Task | What must be returned is the number of lines in the records holding the word "names", with no other text.

Provided data |

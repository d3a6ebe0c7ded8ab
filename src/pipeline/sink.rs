//! Filesystem sink for finished MP3 files.
//!
//! Existence of the final file is the only record that an item is done, so a
//! file must never appear at its final path until it is complete.

use std::io;
use std::path::{Path, PathBuf};

use tokio::fs;
use tokio::io::AsyncWriteExt;

/// An item is complete once its output file exists.
pub fn is_complete(path: &Path) -> bool {
    path.is_file()
}

pub async fn ensure_dir(path: &Path) -> io::Result<()> {
    fs::create_dir_all(path).await
}

/// Write `bytes` to a hidden sibling, fsync it, then rename it into place.
///
/// The temporary file is removed if any step fails.
pub async fn write_atomic(path: &Path, bytes: &[u8]) -> io::Result<()> {
    let partial = partial_path(path)?;
    let result = write_then_rename(&partial, path, bytes).await;
    if result.is_err() {
        let _ = fs::remove_file(&partial).await;
    }
    result
}

async fn write_then_rename(partial: &Path, path: &Path, bytes: &[u8]) -> io::Result<()> {
    let mut file = fs::File::create(partial).await?;
    file.write_all(bytes).await?;
    file.sync_all().await?;
    drop(file);
    fs::rename(partial, path).await
}

fn partial_path(path: &Path) -> io::Result<PathBuf> {
    let name = path.file_name().ok_or_else(|| io::Error::new(io::ErrorKind::InvalidInput, format!("no file name in {}", path.display())))?;
    Ok(path.with_file_name(format!(".{}.partial", name.to_string_lossy())))
}

#[cfg(test)]
mod tests {
    use super::*;

    fn entries(dir: &Path) -> Vec<String> {
        let mut names: Vec<_> = std::fs::read_dir(dir).unwrap().map(|e| e.unwrap().file_name().to_string_lossy().into_owned()).collect();
        names.sort();
        names
    }

    #[tokio::test]
    async fn test_write_leaves_only_final_file() {
        let dir = tempfile::tempdir().unwrap();
        let path = dir.path().join("dog.mp3");

        assert!(!is_complete(&path));
        write_atomic(&path, b"first").await.unwrap();
        assert!(is_complete(&path));
        assert_eq!(entries(dir.path()), ["dog.mp3"]);

        write_atomic(&path, b"second").await.unwrap();
        assert_eq!(std::fs::read(&path).unwrap(), b"second");
        assert_eq!(entries(dir.path()), ["dog.mp3"]);
    }

    #[tokio::test]
    async fn test_failed_rename_cleans_up() {
        let dir = tempfile::tempdir().unwrap();
        // A non-empty directory at the destination makes the rename fail
        let path = dir.path().join("taken.mp3");
        std::fs::create_dir(&path).unwrap();
        std::fs::write(path.join("keep"), b"x").unwrap();

        assert!(write_atomic(&path, b"data").await.is_err());
        assert_eq!(entries(dir.path()), ["taken.mp3"]);
        assert!(!is_complete(&path));
    }

    #[tokio::test]
    async fn test_missing_directory_is_an_error() {
        let dir = tempfile::tempdir().unwrap();
        let path = dir.path().join("missing").join("a.mp3");
        assert!(write_atomic(&path, b"data").await.is_err());

        ensure_dir(path.parent().unwrap()).await.unwrap();
        write_atomic(&path, b"data").await.unwrap();
        assert!(is_complete(&path));
    }

    #[test]
    fn test_partial_name_is_hidden_sibling() {
        let partial = partial_path(Path::new("out/dots/1.mp3")).unwrap();
        assert_eq!(partial, Path::new("out/dots/.1.mp3.partial"));
    }
}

Result below | 3